(Items from a data source)
pub fn load_container_at(home: &Path, id: &ContainerId) -> Result<Option<ContainerRecord>, StoreError> {
    let path = container_path_at(home, id);
    if !path.exists() {
        return Ok(None);
    }
    read_yaml(&path).map(Some)
}

pub fn save_container_at(home: &Path, record: &ContainerRecord) -> Result<(), StoreError> {
    write_yaml(&container_path_at(home, &record.id), record)
}

/// Remove a container from the mirror. Missing records are not an error.
pub fn remove_container_at(home: &Path, id: &ContainerId) -> Result<(), StoreError> {
    let path = container_path_at(home, id);
    match std::fs::remove_file(&path) {
        Ok(()) => Ok(()),
        Err(e) if e.kind() == std::io::ErrorKind::NotFound => Ok(()),
        Err(e) => Err(io_err(&path, e)),
    }
}

// ---------------------------------------------------------------------------
// 4. Signing key
// ---------------------------------------------------------------------------

/// The active signing key, if one is configured.
pub fn load_active_key_at(home: &Path) -> Result<Option<SigningKeyRecord>, StoreError> {
    let path = active_key_path_at(home);
    if !path.exists() {
        return Ok(None);
    }
    read_yaml(&path).map(Some)
}

/// Replace the active signing key.
pub fn save_active_key_at(home: &Path, key: &SigningKeyRecord) -> Result<(), StoreError> {
    let path = active_key_path_at(home);
    if let Some(dir) = path.parent() {
        std::fs::create_dir_all(dir).map_err(|e| io_err(dir, e))?;
        set_dir_permissions(dir)?;
    }
    write_yaml(&path, key)
}

/// Remove the active signing key. Returns whether one existed.
pub fn clear_active_key_at(home: &Path) -> Result<bool, StoreError> {
    let path = active_key_path_at(home);
    match std::fs::remove_file(&path) {
        Ok(()) => Ok(true),
        Err(e) if e.kind() == std::io::ErrorKind::NotFound => Ok(false),
        Err(e) => Err(io_err(&path, e)),
    }
}

// ---------------------------------------------------------------------------
// 5. Audit log
// ---------------------------------------------------------------------------

/// Append one entry to the audit log.
pub fn append_audit_at(home: &Path, entry: &SyncAuditEntry) -> Result<(), StoreError> {
    let path = audit_path_at(home);
    if let Some(dir) = path.parent() {
        std::fs::create_dir_all(dir).map_err(|e| io_err(dir, e))?;
    }
    let mut line = serde_json::to_string(entry)?;
    line.push('\n');
    let mut file = OpenOptions::new()
        .create(true)
        .append(true)
        .open(&path)
        .map_err(|e| io_err(&path, e))?;
    file.write_all(line.as_bytes()).map_err(|e| io_err(&path, e))
}

/// The most recent `limit` audit entries, newest first.
///
/// Lines that fail to parse are skipped with a warning rather than failing
/// the whole read.
pub fn read_audit_at(home: &Path, limit: usize) -> Result<Vec<SyncAuditEntry>, StoreError> {
    let path = audit_path_at(home);
    if !path.exists() {
        return Ok(vec![]);
    }
    let file = std::fs::File::open(&path).map_err(|e| io_err(&path, e))?;
    let mut entries = Vec::new();
    for (idx, line) in BufReader::new(file).lines().enumerate() {
        let line = line.map_err(|e| io_err(&path, e))?;
        if line.trim().is_empty() {
            continue;
        }
        match serde_json::from_str::<SyncAuditEntry>(&line) {
            Ok(entry) => entries.push(entry),
            Err(err) => {
                tracing::warn!(line = idx + 1, error = %err, "skipping malformed audit line");
            }
        }
    }
    entries.reverse();
    entries.truncate(limit);
    Ok(entries)
}

// ---------------------------------------------------------------------------
// Private helpers
// ---------------------------------------------------------------------------

fn read_yaml<T: DeserializeOwned>(path: &Path) -> Result<T, StoreError> {
    let contents = std::fs::read_to_string(path).map_err(|e| io_err(path, e))?;
    serde_yaml::from_str(&contents).map_err(|e| StoreError::Parse {
        path: path.to_path_buf(),
        message: e.to_string(),
    })
}

fn read_yaml_dir<T: DeserializeOwned>(dir: &Path) -> Result<Vec<T>, StoreError> {
    if !dir.exists() {
        return Ok(vec![]);
    }
    let mut entries: Vec<_> = std::fs::read_dir(dir)
        .map_err(|e| io_err(dir, e))?
        .filter_map(|e| e.ok())
        .filter(|e| {
            e.file_name()
                .to_str()
                .map(|n| n.ends_with(".yaml"))
                .unwrap_or(false)
        })
        .collect();
    entries.sort_by_key(|e| e.file_name());

    let mut records = Vec::with_capacity(entries.len());
    for entry in entries {
        records.push(read_yaml(&entry.path())?);
    }
    Ok(records)
}

/// Write flow: serialize → `.yaml.tmp` sibling → `chmod 0600` → `rename`.
fn write_yaml<T: Serialize>(path: &Path, value: &T) -> Result<(), StoreError> {
    let Some(dir) = path.parent() else {
        return Err(io_err(path, std::io::Error::other("record path has no parent")));
    };
    if !dir.exists() {
        std::fs::create_dir_all(dir).map_err(|e| io_err(dir, e))?;
        set_dir_permissions(dir)?;
    }
    let yaml = serde_yaml::to_string(value)?;
    let tmp = path.with_extension("yaml.tmp");
    std::fs::write(&tmp, yaml).map_err(|e| io_err(&tmp, e))?;
    set_file_permissions(&tmp)?;
    if let Err(e) = std::fs::rename(&tmp, path) {
        let _ = std::fs::remove_file(&tmp);
        return Err(io_err(path, e));
    }
    Ok(())
}

#[cfg(unix)]
fn set_dir_permissions(path: &Path) -> Result<(), StoreError> {
    use std::os::unix::fs::PermissionsExt;
    std::fs::set_permissions(path, std::fs::Permissions::from_mode(0o700)).map_err(|e| io_err(path, e))
}
#[cfg(not(unix))]
fn set_dir_permissions(_path: &Path) -> Result<(), StoreError> {
    Ok(())
}

#[cfg(unix)]
fn set_file_permissions(path: &Path) -> Result<(), StoreError> {
    use std::os::unix::fs::PermissionsExt;
    std::fs::set_permissions(path, std::fs::Permissions::from_mode(0o600)).map_err(|e| io_err(path, e))
}
#[cfg(not(unix))]
fn set_file_permissions(_path: &Path) -> Result<(), StoreError> {
    Ok(())
}

// ---------------------------------------------------------------------------
// Unit tests
// ---------------------------------------------------------------------------

#[cfg(test)]
mod tests {
    use super::*;
    use crate::types::{AuditDetail, AuditOperation, AuditOutcome};
    use tempfile::TempDir;

    fn make_home() -> TempDir {
        TempDir::new().expect("tempdir")
    }

    fn container(id: &str, name: &str, label: Option<&str>) -> ContainerRecord {
        ContainerRecord {
            id: ContainerId::from(id),
            name: name.to_string(),
            image: "nginx:alpine".to_string(),
            status: "running".to_string(),
            dependency_label: label.map(str::to_string),
            last_restart: None,
            updated_at: Utc::now(),
        }
    }

    #[test]
    fn repository_path_is_correct() {
        let home = make_home();
        let path = repository_path_at(home.path(), &RepoName::from("demo-api"));
        assert!(path.ends_with(".gitdock/repositories/demo-api.yaml"));
    }

    #[test]
    fn file_stem_replaces_separators() {
        assert_eq!(file_stem("owner/repo"), "owner_repo");
        assert_eq!(file_stem(".."), "unnamed");
        assert_eq!(file_stem("web.v2"), "web.v2");
    }

    #[test]
    fn add_then_load_repository() {
        let home = make_home();
        let added = add_repository_at(
            home.path(),
            RepositoryRecord::new("demo-api", "https://github.com/o/demo-api.git", "main"),
        )
        .expect("add");
        let loaded = load_repository_at(home.path(), &added.name).expect("load");
        assert_eq!(loaded.url, added.url);
        assert_eq!(loaded.branch, "main");
    }

    #[test]
    fn add_duplicate_repository_fails() {
        let home = make_home();
        let record = RepositoryRecord::new("demo-api", "https://github.com/o/demo-api.git", "main");
        add_repository_at(home.path(), record.clone()).expect("first add");
        let err = add_repository_at(home.path(), record).unwrap_err();
        assert!(matches!(err, StoreError::RepositoryExists { .. }));
    }

    #[test]
    fn lookup_requires_exact_name_when_stems_collide() {
        let home = make_home();
        add_repository_at(
            home.path(),
            RepositoryRecord::new("demo_api", "https://github.com/o/demo_api.git", "main"),
        )
        .expect("add");

        for alias in ["demo api", "demo/api"] {
            let err = load_repository_at(home.path(), &RepoName::from(alias)).unwrap_err();
            assert!(matches!(err, StoreError::RepositoryNotFound { .. }), "{alias}");
            let err = remove_repository_at(home.path(), &RepoName::from(alias)).unwrap_err();
            assert!(matches!(err, StoreError::RepositoryNotFound { .. }), "{alias}");
        }
        assert!(load_repository_at(home.path(), &RepoName::from("demo_api")).is_ok());
    }

    #[test]
    fn save_leaves_no_tmp_behind() {
        let home = make_home();
        let mut record = RepositoryRecord::new("demo-api", "https://github.com/o/demo-api.git", "main");
        save_repository_at(home.path(), &mut record).expect("save");
        let tmp = repository_path_at(home.path(), &record.name).with_extension("yaml.tmp");
        assert!(!tmp.exists(), ".tmp must be gone after successful save");
    }

    #[test]
    fn load_missing_repository_returns_not_found() {
        let home = make_home();
        let err = load_repository_at(home.path(), &RepoName::from("nope")).unwrap_err();
        assert!(matches!(err, StoreError::RepositoryNotFound { .. }));
    }

    #[test]
    fn container_mirror_save_list_remove() {
        let home = make_home();
        save_container_at(home.path(), &container("b2", "worker", Some("demo-api"))).expect("save");
        save_container_at(home.path(), &container("a1", "api", None)).expect("save");

        let listed = list_containers_at(home.path()).expect("list");
        let names: Vec<_> = listed.iter().map(|c| c.name.as_str()).collect();
        assert_eq!(names, vec!["api", "worker"]);

        remove_container_at(home.path(), &ContainerId::from("a1")).expect("remove");
        remove_container_at(home.path(), &ContainerId::from("a1")).expect("remove twice is fine");
        assert_eq!(list_containers_at(home.path()).expect("list").len(), 1);
    }

    #[test]
    fn active_key_roundtrip_and_clear() {
        let home = make_home();
        assert!(load_active_key_at(home.path()).expect("load").is_none());
        let key = SigningKeyRecord {
            name: "deploy".into(),
            private_key: "PRIVATE".into(),
            public_key: "ssh-ed25519 AAAA".into(),
            created_at: Utc::now(),
        };
        save_active_key_at(home.path(), &key).expect("save");
        assert_eq!(load_active_key_at(home.path()).expect("load"), Some(key));
        assert!(clear_active_key_at(home.path()).expect("clear"));
        assert!(!clear_active_key_at(home.path()).expect("clear again"));
    }

    #[test]
    #[cfg(unix)]
    fn active_key_file_is_owner_only() {
        use std::os::unix::fs::PermissionsExt;
        let home = make_home();
        let key = SigningKeyRecord {
            name: "deploy".into(),
            private_key: "PRIVATE".into(),
            public_key: "ssh-ed25519 AAAA".into(),
            created_at: Utc::now(),
        };
        save_active_key_at(home.path(), &key).expect("save");
        let mode = std::fs::metadata(active_key_path_at(home.path()))
            .unwrap()
            .permissions()
            .mode()
            & 0o777;
        assert_eq!(mode, 0o600);
    }

    #[test]
    fn audit_read_returns_newest_first_and_skips_garbage() {
        let home = make_home();
        for subject in ["first", "second", "third"] {
            let entry = SyncAuditEntry::new(
                AuditOperation::Rejected,
                subject,
                AuditOutcome::Failure,
                AuditDetail::Rejected {
                    reason: "test".into(),
                },
            );
            append_audit_at(home.path(), &entry).expect("append");
        }
        let mut file = OpenOptions::new()
            .append(true)
            .open(audit_path_at(home.path()))
            .unwrap();
        file.write_all(b"not json\n").unwrap();

        let entries = read_audit_at(home.path(), 2).expect("read");
        let subjects: Vec<_> = entries.iter().map(|e| e.subject.as_str()).collect();
        assert_eq!(subjects, vec!["third", "second"]);
    }
}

_TASK TO CARRY OUT_.
Only lines with the word "added" count here; copy every one from the records.

_RESULT OF THIS EXERCISE_.
        let added = add_repository_at(
        let loaded = load_repository_at(home.path(), &added.name).expect("load");
        assert_eq!(loaded.url, added.url);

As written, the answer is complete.